Overview of Agriculture Program as a College Major

A new, high-yielding line of pinto beans resists disease. A foreign flea beetle can destroy the foul-smelling skunk vine, which grows in thick layers, often smothering crops and trees. These are just two developments in the field of agriculture.

If you thought that all a college degree in agriculture did was prepare you to work on a farm, think again. From global positioning systems to computerized yield monitors to specialized biotech seed traits, modern technology and advances in agricultural research have revolutionized farming and the food industry.

What the agriculture program at most colleges and universities provides you with is a background in agricultural research, agribusiness management, agricultural demand and production as well as with a strong understanding of farm operations. It’s about agricultural production and everything that goes into it making it a successful business.

Agriculture Program Curriculum           

While effective management and business skills are an important part of an agricultural program, you may find that some programs include courses in natural resource conservation and ecology as well. And though actual course titles will differ from campus to campus, you will likely find yourself taking classes in topics such as:

  • Animal husbandry
  • Chemistry/biochemistry
  • Biology/microbiology
  • Microeconomics in agriculture
  • Mathematics
  • Integrated pest management/Weed control  
  • Livestock biometrics
  • Horticulture
  • Agricultural mechanics
  • Agronomy
  • Sustainable agriculture
  • Agricultural marketing

Education Levels Available for an Agriculture Degree

Agriculture is a broad field of study which combines aspects of science and business into teaching you about proper livestock production and plant cultivation. Education programs are available at the Associate degree, Bachelor degree, Master degree and Doctorate degree levels.

Depending on the school you choose, you may find that you can obtain your agriculture degree with a management specialization in agricultural business, equine business, turfgrass, golf course or landscape or a concentration in sustainable agriculture, also known as agro-ecology. There are also business degrees with agriculture options or you might consider another degree program and make agriculture your minor.

In addition, some students may choose to use their undergraduate agriculture education as the first step toward a pre-professional program such as veterinary medicine, food technology or forestry.

Skills Developed through Agriculture Degree Program

Beyond the knowledge you gain from your agriculture degree program, you will need to develop specific skills in order to do your job. Here are the skills that will benefit you the most in the field of agriculture:

  • Critical thinking and logic
  • Problem solving and decision making
  • Ability to present ideas both in writing and orally
  • Understanding of basic business principles
  • The ability to apply statistical techniques
  • Ability to use computers to analyze data and to control biological and chemical processing
  • Team and relationship building
Where to Obtain an Agriculture Degree

If you’re considering a career as an agricultural or food scientist, the U.S. Bureau of Labor Statistics (BLS) indicates that employment growth will likely be faster than with other occupations – approximately 16% over the next few years.
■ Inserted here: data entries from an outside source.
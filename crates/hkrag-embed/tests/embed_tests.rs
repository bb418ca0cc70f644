use std::time::Duration;

use hkrag_core::config::{EmbeddingProviderKind, EmbeddingSettings};
use hkrag_core::error::Error;
use hkrag_core::traits::Embedder;
use hkrag_embed::{get_default_embedder, CohereEmbedder, HashEmbedder};

fn cosine(a: &[f32], b: &[f32]) -> f32 {
    a.iter().zip(b).map(|(x, y)| x * y).sum()
}

#[test]
fn hash_embedder_shapes_and_determinism() {
    let settings = EmbeddingSettings { provider: EmbeddingProviderKind::Hash, dimension: 384, ..Default::default() };
    let embedder = get_default_embedder(&settings).expect("embedder");
    let texts = vec!["public hospitals in Hong Kong".to_string(), "public hospitals in Hong Kong".to_string()];
    let embs = embedder.embed_batch(&texts).expect("embed_batch");
    let (v1, v2) = (&embs[0], &embs[1]);

    assert_eq!(v1.len(), 384);
    assert_eq!(embedder.dim(), 384);
    let norm: f32 = v1.iter().map(|x| x * x).sum::<f32>().sqrt();
    assert!((norm - 1.0).abs() <= 1e-3, "vector is L2-normalized (norm={norm})");
    for (a, b) in v1.iter().zip(v2.iter()) { assert!((a - b).abs() <= 1e-6); }
}

#[test]
fn hash_embedder_query_matches_related_text() {
    let e = HashEmbedder::new(256);
    let q = e.embed_query("Who governs public hospitals?").unwrap();
    let docs = e
        .embed_batch(&[
            "The Hospital Authority governs public hospitals.".to_string(),
            "Dental clinics open on weekdays.".to_string(),
        ])
        .unwrap();
    assert!(cosine(&q, &docs[0]) > cosine(&q, &docs[1]));
}

#[test]
fn embedder_id_records_model_and_dimension() {
    assert_eq!(HashEmbedder::new(64).embedder_id(), "hash:xxh64:d64");
    let c = CohereEmbedder::new(Some("k"), "https://api.cohere.com/", "embed-english-light-v3.0", 384, 96, Duration::from_secs(5)).unwrap();
    assert_eq!(c.embedder_id(), "cohere:embed-english-light-v3.0:d384");
    assert_eq!(c.endpoint(), "https://api.cohere.com/v1/embed");
}

#[test]
fn cohere_without_key_is_a_credentials_error() {
    for key in [None, Some("   ")] {
        let err = CohereEmbedder::new(key, "https://api.cohere.com", "embed-english-light-v3.0", 384, 96, Duration::from_secs(5))
            .err()
            .expect("missing key must fail");
        let core = err.downcast_ref::<Error>().expect("typed error");
        assert!(matches!(core, Error::MissingCredentials { .. }));
        assert!(core.is_configuration());
        assert!(err.to_string().contains("COHERE_API_KEY"));
    }
}

#[test]
fn default_settings_require_cohere_key() {
    let settings = EmbeddingSettings { api_key: None, ..Default::default() };
    assert!(get_default_embedder(&settings).is_err());
}

#[test]
fn local_provider_without_model_files_is_not_found() {
    let tmp = tempfile::TempDir::new().unwrap();
    let settings = EmbeddingSettings {
        provider: EmbeddingProviderKind::Local,
        model: "all-MiniLM-L6-v2".into(),
        model_dir: Some(tmp.path().to_string_lossy().to_string()),
        ..Default::default()
    };
    let err = get_default_embedder(&settings).err().expect("empty model dir must fail");
    let core = err.downcast_ref::<Error>().expect("typed error");
    assert!(matches!(core, Error::NotFound(_)));
    assert!(err.to_string().contains("tokenizer.json"), "{err}");
}
//! Style rules – the nested input description of a document.
//!
//! A document is either a single rule object or a bare array of rules:
//!
//! ```json
//! { "name": "row", "style": { "width": "50%" }, "text": "…", "children": [ … ] }
//! ```
//!
//! Children are also accepted under the legacy key `">"`. A rule named `*`
//! is a directive: it is tagged [`RuleKind::Directive`] here, at parse time,
//! and later stages never look at the name again.

use std::collections::BTreeMap;
use std::fmt;

use serde::Deserialize;

use crate::error::HyperError;

/// Name that marks a rule as a directive.
pub const DIRECTIVE_NAME: &str = "*";

// ---------------------------------------------------------------------------
// Rule types
// ---------------------------------------------------------------------------

/// What a rule becomes in the style tree.
#[derive(Debug, Clone, PartialEq, Eq)]
pub enum RuleKind {
    /// Broadcasts its style to later siblings; never becomes a node.
    Directive,
    /// An ordinary rule, instantiated as a style node.
    Element { name: Option<String> },
}

/// One raw rule as supplied by the caller.
#[derive(Debug, Clone, PartialEq, Deserialize)]
#[serde(from = "RuleDef")]
pub struct RawRule {
    pub kind: RuleKind,
    pub style: BTreeMap<String, String>,
    pub text: Option<String>,
    pub children: Vec<RawRule>,
}

impl RawRule {
    /// An element rule with the given name and no style.
    pub fn element(name: &str) -> Self {
        Self::with_kind(RuleKind::Element {
            name: Some(name.to_string()),
        })
    }

    /// An empty directive rule.
    pub fn directive() -> Self {
        Self::with_kind(RuleKind::Directive)
    }

    fn with_kind(kind: RuleKind) -> Self {
        Self {
            kind,
            style: BTreeMap::new(),
            text: None,
            children: Vec::new(),
        }
    }

    pub fn style(mut self, attr: &str, value: &str) -> Self {
        self.style.insert(attr.to_string(), value.to_string());
        self
    }

    pub fn text(mut self, text: &str) -> Self {
        self.text = Some(text.to_string());
        self
    }

    pub fn child(mut self, child: RawRule) -> Self {
        self.children.push(child);
        self
    }

    pub fn is_directive(&self) -> bool {
        self.kind == RuleKind::Directive
    }

    /// The rule's name; directives report `*`.
    pub fn name(&self) -> Option<&str> {
        match &self.kind {
            RuleKind::Directive => Some(DIRECTIVE_NAME),
            RuleKind::Element { name } => name.as_deref(),
        }
    }
}

// ---------------------------------------------------------------------------
// JSON decoding
// ---------------------------------------------------------------------------

/// Wire shape of a rule before the directive tag is decided.
#[derive(Deserialize)]
struct RuleDef {
    #[serde(default)]
    name: Option<String>,
    #[serde(default)]
    style: BTreeMap<String, Option<Scalar>>,
    #[serde(default)]
    text: Option<Scalar>,
    #[serde(default, alias = ">")]
    children: Vec<RawRule>,
}

/// Style values and text may be written as JSON strings, numbers or booleans.
#[derive(Deserialize)]
#[serde(untagged)]
enum Scalar {
    Text(String),
    Number(serde_json::Number),
    Bool(bool),
}

impl fmt::Display for Scalar {
    fn fmt(&self, f: &mut fmt::Formatter<'_>) -> fmt::Result {
        match self {
            Scalar::Text(s) => f.write_str(s),
            Scalar::Number(n) => write!(f, "{n}"),
            Scalar::Bool(b) => write!(f, "{b}"),
        }
    }
}

impl From<RuleDef> for RawRule {
    fn from(def: RuleDef) -> Self {
        let kind = match def.name {
            Some(name) if name.trim() == DIRECTIVE_NAME => RuleKind::Directive,
            name => RuleKind::Element { name },
        };
        let style = def
            .style
            .into_iter()
            .filter_map(|(attr, value)| value.map(|v| (attr, v.to_string())))
            .collect();
        RawRule {
            kind,
            style,
            text: def.text.map(|t| t.to_string()),
            children: def.children,
        }
    }
}

#[derive(Deserialize)]
#[serde(untagged)]
enum Document {
    Many(Vec<RawRule>),
    One(RawRule),
}

/// Parse a style document into its top-level rules.
///
/// A single rule object yields one root; a bare array yields one root per
/// entry, all at the same nesting level.
pub fn parse_rules(json: &str) -> Result<Vec<RawRule>, HyperError> {
    let rules = match serde_json::from_str::<Document>(json)? {
        Document::Many(rules) => rules,
        Document::One(rule) => vec![rule],
    };
    log::debug!("parsed {} top-level rule(s)", rules.len());
    Ok(rules)
}

#[cfg(test)]
mod tests {
    use super::*;

    #[test]
    fn parse_single_object() {
        let rules = parse_rules(
            r##"{"name": "row", "style": {"width": "50%"}, "text": "hi",
                "children": [{"name": "a"}]}"##,
        )
        .unwrap();
        assert_eq!(rules.len(), 1);
        assert_eq!(rules[0].name(), Some("row"));
        assert_eq!(rules[0].style.get("width").map(String::as_str), Some("50%"));
        assert_eq!(rules[0].text.as_deref(), Some("hi"));
        assert_eq!(rules[0].children.len(), 1);
    }

    #[test]
    fn parse_bare_sequence() {
        let rules = parse_rules(r#"[{"name": "a"}, {"name": "b"}, {}]"#).unwrap();
        assert_eq!(rules.len(), 3);
        assert_eq!(rules[2].name(), None);
    }

    #[test]
    fn legacy_children_key() {
        let rules = parse_rules(r#"{"name": "p", ">": [{"name": "c"}]}"#).unwrap();
        assert_eq!(rules[0].children[0].name(), Some("c"));
    }

    #[test]
    fn directive_is_tagged_at_parse_time() {
        let rules = parse_rules(r#"[{"name": "*"}, {"name": "x"}]"#).unwrap();
        assert!(rules[0].is_directive());
        assert_eq!(rules[0].kind, RuleKind::Directive);
        assert!(!rules[1].is_directive());
    }

    #[test]
    fn scalar_style_values_are_stringified() {
        let rules =
            parse_rules(r#"{"style": {"font-weight": 900, "left": 1.5, "color": null}, "text": 42}"#)
                .unwrap();
        let style = &rules[0].style;
        assert_eq!(style.get("font-weight").map(String::as_str), Some("900"));
        assert_eq!(style.get("left").map(String::as_str), Some("1.5"));
        assert!(!style.contains_key("color"));
        assert_eq!(rules[0].text.as_deref(), Some("42"));
    }

    #[test]
    fn invalid_json_is_a_parse_error() {
        let err = parse_rules("{not json").unwrap_err();
        assert!(matches!(err, HyperError::Parse(_)));
    }

    #[test]
    fn builder_matches_parsed_rule() {
        let built = RawRule::element("a").style("color", "#ff0000").text("A");
        let parsed = parse_rules(r##"{"name": "a", "style": {"color": "#ff0000"}, "text": "A"}"##)
            .unwrap()
            .remove(0);
        assert_eq!(built, parsed);
    }
}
And if you’re wondering if there is a school near you which offers an agri-degree program, all states have a land-grant college – so designated under the Morrill Acts of 1862 and 1890 – that offers agricultural science degrees and which are designed to specifically teach agriculture, science and engineering. Many other colleges and universities throughout the country also offer agricultural science degrees or agricultural science courses. However, not every school offers all specialties.

In addition there are online college courses and/or degree programs available such as the BS in agriculture available through the e-campus program at Oregon State University.
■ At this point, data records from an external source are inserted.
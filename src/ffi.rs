//! C-compatible FFI API for cross-language bindings.
//!
//! # ABI Contract
//!
//! All exported functions use `extern "C"` calling convention and `#[no_mangle]`
//! to ensure stable symbol names.
//!
//! ## Memory management
//! - Buffers returned by `hyper_*` functions are allocated on the Rust heap.
//! - Callers **must** free them with `hyper_free_buffer` / `hyper_free_string`.
//! - Passing a null pointer to a free function is a no-op.
//!
//! ## Error handling
//! - Functions that can fail return a `c_int`:
//!   `0` success, `1` null argument, `2` invalid UTF-8, `3` pipeline error.
//! - Error details can be retrieved via `hyper_last_error`.
//!
//! ## Thread safety
//! - `hyper_last_error` uses a thread-local, so it is safe to call from
//!   multiple threads.
//!
//! ## Usage from Go (cgo)
//! ```go
//! // #cgo LDFLAGS: -lhyperpdf
//! // #include "hyperpdf.h"
//! import "C"
//! ```

use std::cell::RefCell;
use std::ffi::{CStr, CString};
use std::os::raw::{c_char, c_int};
use std::ptr;
use std::slice;

use crate::draw::{commands_from_json, commands_to_json};
use crate::pipeline::{
    compute_draw_commands, generate_pdf, render_commands, PageOrientation, PipelineConfig,
};

const ERR_NULL: c_int = 1;
const ERR_UTF8: c_int = 2;
const ERR_PIPELINE: c_int = 3;

thread_local! {
    static LAST_ERROR: RefCell<Option<CString>> = const { RefCell::new(None) };
}

fn set_last_error(msg: &str) {
    LAST_ERROR.with(|e| {
        *e.borrow_mut() = CString::new(msg).ok();
    });
}

// ---------------------------------------------------------------------------
// C-compatible configuration types
// ---------------------------------------------------------------------------

/// Page orientation for use in [`HyperPipelineConfig`].
#[repr(C)]
pub enum HyperPageOrientation {
    /// Portrait mode: height > width (default).
    Portrait = 0,
    /// Landscape mode: width > height.
    Landscape = 1,
}

/// Optional configuration passed to the `*_ex` functions.
///
/// Fields set to `0` (or `NULL` for `title`) fall back to their A4 defaults:
/// - `page_width`  → 595.28 pt
/// - `page_height` → 841.89 pt
/// - margins       → 40 pt
/// - `title`       → "hyperpdf output"
#[repr(C)]
pub struct HyperPipelineConfig {
    /// Null-terminated UTF-8 document title embedded in PDF metadata.
    pub title: *const c_char,
    pub page_width: f32,
    pub page_height: f32,
    pub margin_left: f32,
    pub margin_top: f32,
    pub margin_right: f32,
    /// Page orientation (portrait = 0, landscape = 1).
    pub orientation: HyperPageOrientation,
}

/// Convert a [`HyperPipelineConfig`] to a [`PipelineConfig`]. A null pointer
/// yields the defaults.
///
/// # Safety
/// `cfg`, if non-null, must point to a valid config whose `title` (if
/// non-null) is a valid null-terminated string.
unsafe fn pipeline_config_from_c(cfg: *const HyperPipelineConfig) -> PipelineConfig {
    let defaults = PipelineConfig::default();
    let Some(cfg) = cfg.as_ref() else {
        return defaults;
    };
    let or_default = |value: f32, default: f32| if value == 0.0 { default } else { value };

    let title = if cfg.title.is_null() {
        defaults.title.clone()
    } else {
        CStr::from_ptr(cfg.title)
            .to_str()
            .map(str::to_string)
            .unwrap_or_else(|_| defaults.title.clone())
    };

    PipelineConfig {
        title,
        page_width: or_default(cfg.page_width, defaults.page_width),
        page_height: or_default(cfg.page_height, defaults.page_height),
        margin_left: or_default(cfg.margin_left, defaults.margin_left),
        margin_top: or_default(cfg.margin_top, defaults.margin_top),
        margin_right: or_default(cfg.margin_right, defaults.margin_right),
        orientation: match cfg.orientation {
            HyperPageOrientation::Portrait => PageOrientation::Portrait,
            HyperPageOrientation::Landscape => PageOrientation::Landscape,
        },
    }
}

/// Borrow `len` bytes at `ptr` as UTF-8.
///
/// # Safety
/// `ptr` must point to `len` readable bytes that outlive the returned slice.
unsafe fn input_str<'a>(ptr: *const u8, len: u32) -> Result<&'a str, c_int> {
    let bytes = slice::from_raw_parts(ptr, len as usize);
    std::str::from_utf8(bytes).map_err(|e| {
        set_last_error(&format!("Invalid UTF-8: {e}"));
        ERR_UTF8
    })
}

/// Hand a byte buffer to the caller.
///
/// # Safety
/// `out_buf` and `out_len` must be valid for writes.
unsafe fn write_buffer(bytes: Vec<u8>, out_buf: *mut *mut u8, out_len: *mut u32) {
    let len = bytes.len() as u32;
    *out_buf = Box::into_raw(bytes.into_boxed_slice()) as *mut u8;
    *out_len = len;
}

/// Hand a string to the caller.
///
/// # Safety
/// `out` must be valid for writes.
unsafe fn write_string(s: String, out: *mut *mut c_char) -> c_int {
    match CString::new(s) {
        Ok(cs) => {
            *out = cs.into_raw();
            0
        }
        Err(_) => {
            set_last_error("JSON contained null byte");
            ERR_PIPELINE
        }
    }
}

// ---------------------------------------------------------------------------
// Core API
// ---------------------------------------------------------------------------

/// Generate a PDF from a JSON style document with the default A4 config.
///
/// # Parameters
/// - `json_ptr`: pointer to UTF-8 JSON bytes (not necessarily null-terminated)
/// - `json_len`: length of the JSON data in bytes
/// - `out_buf`: on success, receives a pointer to heap-allocated PDF bytes
/// - `out_len`: on success, receives the length of the PDF buffer
///
/// # Returns
/// `0` on success, non-zero on error. On error, call `hyper_last_error`.
///
/// # Safety
/// - `json_ptr` must point to `json_len` valid bytes.
/// - `out_buf` and `out_len` must be valid pointers.
/// - The caller must free `*out_buf` by calling `hyper_free_buffer`.
#[no_mangle]
pub unsafe extern "C" fn hyper_generate_pdf(
    json_ptr: *const u8,
    json_len: u32,
    out_buf: *mut *mut u8,
    out_len: *mut u32,
) -> c_int {
    hyper_generate_pdf_ex(json_ptr, json_len, ptr::null(), out_buf, out_len)
}

/// Generate a PDF with a custom [`HyperPipelineConfig`].
///
/// # Safety
/// As [`hyper_generate_pdf`]. `cfg` may be `NULL`; otherwise it must point to
/// a fully initialised [`HyperPipelineConfig`].
#[no_mangle]
pub unsafe extern "C" fn hyper_generate_pdf_ex(
    json_ptr: *const u8,
    json_len: u32,
    cfg: *const HyperPipelineConfig,
    out_buf: *mut *mut u8,
    out_len: *mut u32,
) -> c_int {
    if json_ptr.is_null() || out_buf.is_null() || out_len.is_null() {
        set_last_error("Null pointer argument");
        return ERR_NULL;
    }
    let json = match input_str(json_ptr, json_len) {
        Ok(s) => s,
        Err(rc) => return rc,
    };
    let config = pipeline_config_from_c(cfg);

    match generate_pdf(json, &config) {
        Ok((pdf_bytes, _commands)) => {
            write_buffer(pdf_bytes, out_buf, out_len);
            0
        }
        Err(e) => {
            set_last_error(&e.to_string());
            ERR_PIPELINE
        }
    }
}

/// Compute only the draw-command stream. Returns JSON.
///
/// # Safety
/// - `json_ptr` must point to `json_len` valid bytes.
/// - `cfg` may be `NULL`.
/// - `*out_json_ptr` must be freed with `hyper_free_string`.
#[no_mangle]
pub unsafe extern "C" fn hyper_draw_commands(
    json_ptr: *const u8,
    json_len: u32,
    cfg: *const HyperPipelineConfig,
    out_json_ptr: *mut *mut c_char,
) -> c_int {
    if json_ptr.is_null() || out_json_ptr.is_null() {
        set_last_error("Null pointer argument");
        return ERR_NULL;
    }
    let json = match input_str(json_ptr, json_len) {
        Ok(s) => s,
        Err(rc) => return rc,
    };
    let config = pipeline_config_from_c(cfg);

    let serialized = compute_draw_commands(json, &config)
        .map_err(|e| e.to_string())
        .and_then(|commands| commands_to_json(&commands).map_err(|e| e.to_string()));
    match serialized {
        Ok(out) => write_string(out, out_json_ptr),
        Err(e) => {
            set_last_error(&e);
            ERR_PIPELINE
        }
    }
}

/// Render a PDF from a draw-command JSON string produced by
/// [`hyper_draw_commands`].
///
/// # Safety
/// - `commands_ptr` must be a valid null-terminated string.
/// - `cfg` may be `NULL`.
/// - The caller must free `*out_buf` with `hyper_free_buffer`.
#[no_mangle]
pub unsafe extern "C" fn hyper_render_commands(
    commands_ptr: *const c_char,
    cfg: *const HyperPipelineConfig,
    out_buf: *mut *mut u8,
    out_len: *mut u32,
) -> c_int {
    if commands_ptr.is_null() || out_buf.is_null() || out_len.is_null() {
        set_last_error("Null pointer argument");
        return ERR_NULL;
    }
    let json = match CStr::from_ptr(commands_ptr).to_str() {
        Ok(s) => s,
        Err(e) => {
            set_last_error(&format!("Invalid UTF-8 in JSON: {e}"));
            return ERR_UTF8;
        }
    };
    let config = pipeline_config_from_c(cfg);

    let rendered = commands_from_json(json)
        .map_err(|e| format!("Invalid command JSON: {e}"))
        .and_then(|commands| render_commands(&commands, &config).map_err(|e| e.to_string()));
    match rendered {
        Ok(pdf_bytes) => {
            write_buffer(pdf_bytes, out_buf, out_len);
            0
        }
        Err(e) => {
            set_last_error(&e);
            ERR_PIPELINE
        }
    }
}

// ---------------------------------------------------------------------------
// Memory management
// ---------------------------------------------------------------------------

/// Free a PDF buffer returned by `hyper_generate_pdf` (or similar).
///
/// # Safety
/// `buf` must have been returned by a previous `hyper_*` call, and `len` must
/// be the corresponding length.
#[no_mangle]
pub unsafe extern "C" fn hyper_free_buffer(buf: *mut u8, len: u32) {
    if !buf.is_null() {
        let _ = Box::from_raw(slice::from_raw_parts_mut(buf, len as usize));
    }
}

/// Free a string returned by `hyper_draw_commands`.
///
/// # Safety
/// `s` must have been returned by Rust's `CString::into_raw`.
#[no_mangle]
pub unsafe extern "C" fn hyper_free_string(s: *mut c_char) {
    if !s.is_null() {
        let _ = CString::from_raw(s);
    }
}

/// Retrieve the last error message. Returns a null-terminated string.
///
/// The returned pointer is valid until the next failing `hyper_*` call on the
/// same thread. The caller should **not** free this pointer.
///
/// Returns null if no error has occurred.
#[no_mangle]
pub extern "C" fn hyper_last_error() -> *const c_char {
    LAST_ERROR.with(|e| {
        let borrow = e.borrow();
        match borrow.as_ref() {
            Some(cs) => cs.as_ptr(),
            None => ptr::null(),
        }
    })
}

/// Return the library version as a null-terminated string.
/// The caller must **not** free this pointer.
#[no_mangle]
pub extern "C" fn hyper_version() -> *const c_char {
    concat!(env!("CARGO_PKG_VERSION"), "\0").as_ptr() as *const c_char
}

// ---------------------------------------------------------------------------
// Tests
// ---------------------------------------------------------------------------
Career Opportunities for Agriculture Majors

Because of topography and growing conditions, crop and livestock production tends to be concentrated in particular areas of the country. Therefore, depending on your career goals and educational focus, you may find that your career of choice is located in a specific area of the country.

Whatever you decide, know that agriculture generates millions of jobs each year and they are not all on farms. Jobs in agriculture come in all shapes and sizes, from feed or seed sales and service, nutrient management consulting and crop and livestock production to agricultural law, botany and viticulture (the cultivation of grapes) – plus everything in between.

And if you are interested in a career as an agronomist or crop advisor, you will need certification from the American Society of Agronomy, while soil scientists and soil classifiers are certified through the Soil Science Society of America.